WORK INSTRUCTIONS
Find the line holding "used by tests" in the entries below. Give it again exactly, along with every line after it up to and including the line holding "pub fn is_in_memory(&self)".

=== PROVIDED ENTRIES ===

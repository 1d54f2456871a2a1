mod branches;
mod config;
mod documents;
mod errors;
mod llm_client;
mod loans;
mod profile;
mod recommendations;
mod routes;
mod scholarships;
mod state;

use anyhow::Result;
use std::net::SocketAddr;
use std::sync::Arc;
use tower_http::trace::TraceLayer;
use tracing::info;
use tracing_subscriber::{layer::SubscriberExt, util::SubscriberInitExt, EnvFilter};

use crate::config::Config;
use crate::llm_client::LlmClient;
use crate::routes::{build_router, cors_layer};
use crate::state::AppState;

#[tokio::main]
async fn main() -> Result<()> {
    // Load configuration first (fails on missing API key)
    let config = Config::from_env()?;

    // Initialize structured logging
    tracing_subscriber::registry()
        .with(EnvFilter::try_from_default_env().unwrap_or_else(|_| {
            EnvFilter::new(format!("{}={}", env!("CARGO_CRATE_NAME"), &config.rust_log))
        }))
        .with(tracing_subscriber::fmt::layer())
        .init();

    info!("Starting Education Loan Advisor API v{}", env!("CARGO_PKG_VERSION"));

    // Initialize LLM client
    let llm = LlmClient::new(config.gemini_api_key.clone())?;
    info!("LLM client initialized (model: {})", llm_client::MODEL);

    let cors = cors_layer(&config.cors_allowed_origins)?;
    info!("CORS origins: {:?}", config.cors_allowed_origins);

    // Build app state
    let state = AppState {
        llm: Arc::new(llm),
        config: config.clone(),
    };

    // Build router
    let app = build_router(state)
        .layer(TraceLayer::new_for_http())
        .layer(cors);

    let addr: SocketAddr = format!("0.0.0.0:{}", config.port).parse()?;
    info!("Listening on {addr}");

    let listener = tokio::net::TcpListener::bind(addr).await?;
    axum::serve(listener, app).await?;

    Ok(())
}
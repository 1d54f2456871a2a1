//! Profile Sanitizer — coerces client-submitted student profiles into a
//! bounded numeric profile that is always safe to score.
//!
//! Sanitization never fails. Unparseable numbers degrade to fixed defaults so
//! a half-filled form still produces a recommendation prompt.

use serde::{Deserialize, Deserializer, Serialize};
use serde_json::Value;

/// Loan amount assumed when the client sends none (or a non-positive one).
pub const DEFAULT_LOAN_AMOUNT: u64 = 500_000;
/// Annual family income assumed when the client sends none (or a non-positive one).
pub const DEFAULT_FAMILY_INCOME: u64 = 300_000;

/// Student profile exactly as the client sent it. Numeric fields may arrive
/// as numbers, numeric strings, empty strings, null, or not at all.
#[derive(Debug, Clone, Default, Deserialize)]
#[serde(rename_all = "camelCase")]
pub struct RawStudentProfile {
    #[serde(default, deserialize_with = "lenient_text")]
    pub name: String,
    #[serde(default, deserialize_with = "lenient_text")]
    pub dob: String,
    #[serde(default, deserialize_with = "lenient_text")]
    pub college: String,
    #[serde(default, deserialize_with = "lenient_text")]
    pub course: String,
    #[serde(default)]
    pub cgpa: Option<Value>,
    #[serde(default)]
    pub loan_amount: Option<Value>,
    #[serde(default)]
    pub family_income: Option<Value>,
}

/// Numeric profile used for scoring.
///
/// Invariants: `loan_amount > 0`, `family_income > 0`, `cgpa >= 0.0`,
/// `lti >= 0.0`.
#[derive(Debug, Clone, PartialEq, Serialize)]
#[serde(rename_all = "camelCase")]
pub struct SanitizedStudentProfile {
    pub cgpa: f64,
    pub loan_amount: u64,
    pub family_income: u64,
    /// Loan-to-income ratio, rounded to 2 decimal places.
    pub lti: f64,
}

pub fn sanitize(raw: &RawStudentProfile) -> SanitizedStudentProfile {
    let cgpa = parse_real(raw.cgpa.as_ref())
        .filter(|v| *v >= 0.0)
        .unwrap_or(0.0);
    let loan_amount = positive_or(parse_integer(raw.loan_amount.as_ref()), DEFAULT_LOAN_AMOUNT);
    let family_income = positive_or(
        parse_integer(raw.family_income.as_ref()),
        DEFAULT_FAMILY_INCOME,
    );

    SanitizedStudentProfile {
        cgpa,
        loan_amount,
        family_income,
        lti: loan_to_income(loan_amount, family_income),
    }
}

/// `loan / max(income, 1)`, rounded half away from zero to 2 decimals.
pub fn loan_to_income(loan_amount: u64, family_income: u64) -> f64 {
    round2(loan_amount as f64 / family_income.max(1) as f64)
}

fn round2(value: f64) -> f64 {
    (value * 100.0).round() / 100.0
}

/// Parse failures count as zero, and zero or below takes the default.
fn positive_or(parsed: Option<i64>, default: u64) -> u64 {
    match parsed.unwrap_or(0) {
        v if v > 0 => v as u64,
        _ => default,
    }
}

/// Reads a finite real number from a JSON number or numeric string.
pub fn parse_real(value: Option<&Value>) -> Option<f64> {
    let parsed = match value? {
        Value::Number(n) => n.as_f64(),
        Value::String(s) => s.trim().parse::<f64>().ok(),
        _ => None,
    };
    parsed.filter(|v| v.is_finite())
}

/// Reads an integer from a JSON number or an integer string. Fractional
/// numbers truncate toward zero; fractional strings are rejected.
pub fn parse_integer(value: Option<&Value>) -> Option<i64> {
    match value? {
        Value::Number(n) => n.as_i64().or_else(|| {
            n.as_f64()
                .filter(|f| f.is_finite() && f.abs() < i64::MAX as f64)
                .map(|f| f.trunc() as i64)
        }),
        Value::String(s) => s.trim().parse::<i64>().ok(),
        _ => None,
    }
}

/// Accepts any scalar where text is expected; null and composites become "".
pub(crate) fn lenient_text<'de, D>(deserializer: D) -> Result<String, D::Error>
where
    D: Deserializer<'de>,
{
    Ok(match Value::deserialize(deserializer)? {
        Value::String(s) => s,
        Value::Number(n) => n.to_string(),
        Value::Bool(b) => b.to_string(),
        _ => String::new(),
    })
}
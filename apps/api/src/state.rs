use std::sync::Arc;

use crate::config::Config;
use crate::llm_client::TextGenerator;

/// Shared application state injected into all route handlers via Axum extractors.
#[derive(Clone)]
pub struct AppState {
    /// Model backend. Production: `LlmClient`. Tests swap in scripted replies.
    pub llm: Arc<dyn TextGenerator>,
    pub config: Config,
}
//! Route handlers for the Linkage API

pub mod health;
pub mod identify;

pub use health::*;
pub use identify::*;
use common::ValidationError;

/// A validated identify request: one observed (email, phone) pair
#[derive(Debug, Clone, PartialEq, Eq)]
pub struct ContactQuery {
    email: String,
    phone_number: String,
}

impl ContactQuery {
    /// Validate raw request values.
    ///
    /// Both values are required. Surrounding whitespace is dropped, the phone
    /// number must be ASCII digits, and a phone number whose value is zero
    /// counts as absent.
    pub fn new(email: Option<&str>, phone_number: Option<&str>) -> Result<Self, ValidationError> {
        let email = email
            .map(str::trim)
            .filter(|e| !e.is_empty())
            .ok_or_else(|| ValidationError::missing("email"))?;

        let phone_number = phone_number
            .map(str::trim)
            .filter(|p| !p.is_empty() && !p.chars().all(|c| c == '0'))
            .ok_or_else(|| ValidationError::missing("phoneNumber"))?;

        if !phone_number.chars().all(|c| c.is_ascii_digit()) {
            return Err(ValidationError::InvalidFormat {
                field: "phoneNumber".to_string(),
                value: phone_number.to_string(),
            });
        }

        Ok(Self {
            email: email.to_string(),
            phone_number: phone_number.to_string(),
        })
    }

    pub fn email(&self) -> &str {
        &self.email
    }

    pub fn phone_number(&self) -> &str {
        &self.phone_number
    }
}
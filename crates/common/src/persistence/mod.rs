//! # Persistence Abstractions
//!
//! Pool bootstrap, health probes and connection statistics shared by the
//! Linkage stores.

pub mod connection;
pub mod traits;

// Re-export commonly used types
pub use connection::*;
pub use traits::*;
//! Simple journal system using tracing
//!
//! This module provides a lightweight structured logging system that writes
//! to the console in the configured format and, when asked to, forwards to
//! systemd's journal as well.

pub mod init;
pub mod logging;

// Re-export public API
pub use init::init_journal;
pub use logging::*;
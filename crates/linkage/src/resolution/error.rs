use common::{LinkageError, PersistenceError, ValidationError};
use thiserror::Error;

/// Reasons a resolution can fail
#[derive(Error, Debug)]
pub enum ResolutionError {
    #[error("Invalid identify request: {0}")]
    Validation(#[from] ValidationError),

    /// The matched records do not form at most two well-formed clusters
    #[error("Found {primaries} primary contacts among {matches} matches; expected one or two")]
    ConsistencyViolation { primaries: usize, matches: usize },

    #[error("Contact store failure: {0}")]
    Store(#[from] PersistenceError),
}

impl LinkageError for ResolutionError {}

impl ResolutionError {
    /// Short label used for logs and metrics
    pub fn kind(&self) -> &'static str {
        match self {
            ResolutionError::Validation(_) => "validation",
            ResolutionError::ConsistencyViolation { .. } => "consistency_violation",
            ResolutionError::Store(_) => "store_failure",
        }
    }
}
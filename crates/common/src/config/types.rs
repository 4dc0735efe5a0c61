//! # Configuration Types
//!
//! Configuration sections shared by the Linkage service and its tooling.

use serde::{Deserialize, Serialize};
use std::collections::HashMap;
use std::time::Duration;

use crate::error::{ConfigurationError, LinkageError};

/// Database configuration
#[derive(Debug, Clone, Serialize, Deserialize)]
#[serde(default)]
pub struct DatabaseConfig {
    /// Database connection URL
    pub url: String,

    /// Maximum number of connections in the pool
    pub max_connections: u32,

    /// Minimum number of connections in the pool
    pub min_connections: u32,

    /// Connection acquire timeout in seconds
    pub connect_timeout: u64,

    /// Idle timeout for pooled connections in seconds
    pub idle_timeout: Option<u64>,

    /// Maximum lifetime for pooled connections in seconds
    pub max_lifetime: Option<u64>,

    /// How long SQLite waits on a locked database, in milliseconds
    pub busy_timeout_ms: u64,

    /// Attempts made to open the pool at startup before giving up
    pub connect_retries: u32,

    /// Whether to create the schema on startup
    pub run_migrations: bool,
}

impl Default for DatabaseConfig {
    fn default() -> Self {
        Self {
            url: "sqlite:linkage.db".to_string(),
            max_connections: 10,
            min_connections: 1,
            connect_timeout: 30,
            idle_timeout: Some(600),
            max_lifetime: Some(3600),
            busy_timeout_ms: 30_000,
            connect_retries: 3,
            run_migrations: true,
        }
    }
}

impl DatabaseConfig {
    /// Configuration for a private in-memory database, used by tests
    pub fn in_memory() -> Self {
        Self {
            url: "sqlite::memory:".to_string(),
            max_connections: 1,
            min_connections: 1,
            idle_timeout: None,
            max_lifetime: None,
            connect_retries: 0,
            ..Self::default()
        }
    }

    /// Whether the URL points at an in-memory database
    pub fn is_in_memory(&self) -> bool {
        self.url.contains(":memory:") || self.url.contains("mode=memory")
    }

    pub fn connect_timeout(&self) -> Duration {
        Duration::from_secs(self.connect_timeout)
    }

    pub fn idle_timeout(&self) -> Option<Duration> {
        self.idle_timeout.map(Duration::from_secs)
    }

    pub fn max_lifetime(&self) -> Option<Duration> {
        self.max_lifetime.map(Duration::from_secs)
    }

    pub fn busy_timeout(&self) -> Duration {
        Duration::from_millis(self.busy_timeout_ms)
    }
}

/// HTTP server configuration
#[derive(Debug, Clone, Serialize, Deserialize)]
#[serde(default)]
pub struct ServerConfig {
    /// Internal binding host
    pub host: String,

    /// Internal binding port
    pub port: u16,

    /// Request timeout in seconds
    pub request_timeout: u64,

    /// CORS allowed origins, `*` for any
    pub cors_origins: Vec<String>,
}

impl Default for ServerConfig {
    fn default() -> Self {
        Self {
            host: "0.0.0.0".to_string(),
            port: 8080,
            request_timeout: 30,
            cors_origins: vec!["*".to_string()],
        }
    }
}

impl ServerConfig {
    /// Get the listening address
    pub fn listen_address(&self) -> String {
        format!("{}:{}", self.host, self.port)
    }

    pub fn request_timeout(&self) -> Duration {
        Duration::from_secs(self.request_timeout)
    }

    /// Whether every origin is allowed
    pub fn allows_any_origin(&self) -> bool {
        self.cors_origins.is_empty() || self.cors_origins.iter().any(|o| o == "*")
    }
}

/// Logging configuration
#[derive(Debug, Clone, Serialize, Deserialize)]
#[serde(default)]
pub struct LoggingConfig {
    /// Log level (trace, debug, info, warn, error)
    pub level: String,

    /// Log format (json, pretty, compact)
    pub format: String,

    /// Also forward events to systemd-journald when it is reachable
    pub journald: bool,

    /// Additional log targets and their levels
    pub targets: HashMap<String, String>,
}

impl Default for LoggingConfig {
    fn default() -> Self {
        Self {
            level: "info".to_string(),
            format: "pretty".to_string(),
            journald: false,
            targets: HashMap::new(),
        }
    }
}

impl LoggingConfig {
    /// Build an `EnvFilter` directive string from the level and per-target overrides
    pub fn filter_directives(&self) -> String {
        let mut directives = vec![self.level.clone()];
        let mut targets: Vec<_> = self.targets.iter().collect();
        targets.sort();
        for (target, level) in targets {
            directives.push(format!("{target}={level}"));
        }
        directives.join(",")
    }
}

/// Metrics configuration
#[derive(Debug, Clone, Serialize, Deserialize)]
#[serde(default)]
pub struct MetricsConfig {
    /// Whether metrics collection is enabled
    pub enabled: bool,

    /// Prometheus exporter configuration
    pub prometheus: PrometheusConfig,
}

impl Default for MetricsConfig {
    fn default() -> Self {
        Self {
            enabled: false,
            prometheus: PrometheusConfig::default(),
        }
    }
}

/// Prometheus exporter configuration
#[derive(Debug, Clone, Serialize, Deserialize)]
#[serde(default)]
pub struct PrometheusConfig {
    /// Host to bind Prometheus exporter to
    pub host: String,

    /// Port for Prometheus exporter
    pub port: u16,
}

impl Default for PrometheusConfig {
    fn default() -> Self {
        Self {
            host: "127.0.0.1".to_string(),
            port: 9090,
        }
    }
}

impl PrometheusConfig {
    pub fn listen_address(&self) -> String {
        format!("{}:{}", self.host, self.port)
    }
}

/// Common configuration validation trait
pub trait ConfigValidation {
    type Error: LinkageError;

    /// Validate the configuration
    fn validate(&self) -> Result<(), Self::Error>;

    /// Get configuration warnings (non-fatal issues)
    fn warnings(&self) -> Vec<String> {
        Vec::new()
    }
}

impl ConfigValidation for DatabaseConfig {
    type Error = ConfigurationError;

    fn validate(&self) -> Result<(), Self::Error> {
        if self.url.is_empty() {
            return Err(ConfigurationError::InvalidValue {
                key: "database.url".to_string(),
                value: self.url.clone(),
                reason: "Database URL cannot be empty".to_string(),
            });
        }

        if !self.url.starts_with("sqlite:") {
            return Err(ConfigurationError::InvalidValue {
                key: "database.url".to_string(),
                value: self.url.clone(),
                reason: "Only sqlite: URLs are supported".to_string(),
            });
        }

        if self.max_connections == 0 {
            return Err(ConfigurationError::InvalidValue {
                key: "database.max_connections".to_string(),
                value: self.max_connections.to_string(),
                reason: "Max connections must be greater than 0".to_string(),
            });
        }

        if self.min_connections > self.max_connections {
            return Err(ConfigurationError::InvalidValue {
                key: "database.min_connections".to_string(),
                value: self.min_connections.to_string(),
                reason: "Min connections cannot be greater than max connections".to_string(),
            });
        }

        Ok(())
    }

    fn warnings(&self) -> Vec<String> {
        let mut warnings = Vec::new();
        if self.is_in_memory() && self.max_connections > 1 {
            warnings.push(
                "In-memory SQLite with more than one connection gives each connection its own database"
                    .to_string(),
            );
        }
        if !self.run_migrations {
            warnings.push("Schema creation disabled; the Contact table must already exist".to_string());
        }
        warnings
    }
}

impl ConfigValidation for ServerConfig {
    type Error = ConfigurationError;

    fn validate(&self) -> Result<(), Self::Error> {
        if self.host.is_empty() {
            return Err(ConfigurationError::InvalidValue {
                key: "server.host".to_string(),
                value: self.host.clone(),
                reason: "Host cannot be empty".to_string(),
            });
        }

        if self.port == 0 {
            return Err(ConfigurationError::InvalidValue {
                key: "server.port".to_string(),
                value: self.port.to_string(),
                reason: "Port cannot be zero".to_string(),
            });
        }

        if self.request_timeout == 0 {
            return Err(ConfigurationError::InvalidValue {
                key: "server.request_timeout".to_string(),
                value: self.request_timeout.to_string(),
                reason: "Request timeout must be greater than 0 seconds".to_string(),
            });
        }

        Ok(())
    }
}

impl ConfigValidation for LoggingConfig {
    type Error = ConfigurationError;

    fn validate(&self) -> Result<(), Self::Error> {
        match self.level.to_lowercase().as_str() {
            "trace" | "debug" | "info" | "warn" | "error" => {}
            _ => {
                return Err(ConfigurationError::InvalidValue {
                    key: "logging.level".to_string(),
                    value: self.level.clone(),
                    reason: "Valid levels are: trace, debug, info, warn, error".to_string(),
                })
            }
        }

        match self.format.to_lowercase().as_str() {
            "json" | "pretty" | "compact" => Ok(()),
            _ => Err(ConfigurationError::InvalidValue {
                key: "logging.format".to_string(),
                value: self.format.clone(),
                reason: "Valid formats are: json, pretty, compact".to_string(),
            }),
        }
    }
}

impl ConfigValidation for MetricsConfig {
    type Error = ConfigurationError;

    fn validate(&self) -> Result<(), Self::Error> {
        if self.enabled && self.prometheus.port == 0 {
            return Err(ConfigurationError::InvalidValue {
                key: "metrics.prometheus.port".to_string(),
                value: self.prometheus.port.to_string(),
                reason: "Prometheus port cannot be zero when metrics are enabled".to_string(),
            });
        }
        Ok(())
    }
}

#[cfg(test)]
mod tests {
    use super::*;

    #[test]
    fn test_database_config_validation() {
        assert!(DatabaseConfig::default().validate().is_ok());
        assert!(DatabaseConfig::in_memory().validate().is_ok());

        let config = DatabaseConfig {
            url: "postgres://localhost/linkage".to_string(),
            ..Default::default()
        };
        assert!(config.validate().is_err());

        let config = DatabaseConfig {
            min_connections: 20,
            max_connections: 5,
            ..Default::default()
        };
        assert!(config.validate().is_err());
    }

    #[test]
    fn test_in_memory_detection() {
        assert!(DatabaseConfig::in_memory().is_in_memory());
        assert!(!DatabaseConfig::default().is_in_memory());

        let shared = DatabaseConfig {
            url: "sqlite::memory:".to_string(),
            max_connections: 4,
            ..Default::default()
        };
        assert_eq!(shared.warnings().len(), 1);
    }

    #[test]
    fn test_server_config_validation() {
        let config = ServerConfig::default();
        assert!(config.validate().is_ok());
        assert_eq!(config.listen_address(), "0.0.0.0:8080");
        assert!(config.allows_any_origin());

        let config = ServerConfig {
            port: 0,
            ..Default::default()
        };
        assert!(config.validate().is_err());
    }

    #[test]
    fn test_logging_config_validation() {
        assert!(LoggingConfig::default().validate().is_ok());

        let config = LoggingConfig {
            level: "verbose".to_string(),
            ..Default::default()
        };
        assert!(config.validate().is_err());

        let config = LoggingConfig {
            format: "xml".to_string(),
            ..Default::default()
        };
        assert!(config.validate().is_err());
    }

    #[test]
    fn test_filter_directives_include_targets() {
        let mut config = LoggingConfig::default();
        config.targets.insert("sqlx".to_string(), "warn".to_string());
        config.targets.insert("linkage".to_string(), "debug".to_string());

        assert_eq!(config.filter_directives(), "info,linkage=debug,sqlx=warn");
    }
}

===

EXERCISE RESULT
    /// Configuration for a private in-memory database, used by tests
    pub fn in_memory() -> Self {
        Self {
            url: "sqlite::memory:".to_string(),
            max_connections: 1,
            min_connections: 1,
            idle_timeout: None,
            max_lifetime: None,
            connect_retries: 0,
            ..Self::default()
        }
    }

    /// Whether the URL points at an in-memory database
    pub fn is_in_memory(&self) -> bool {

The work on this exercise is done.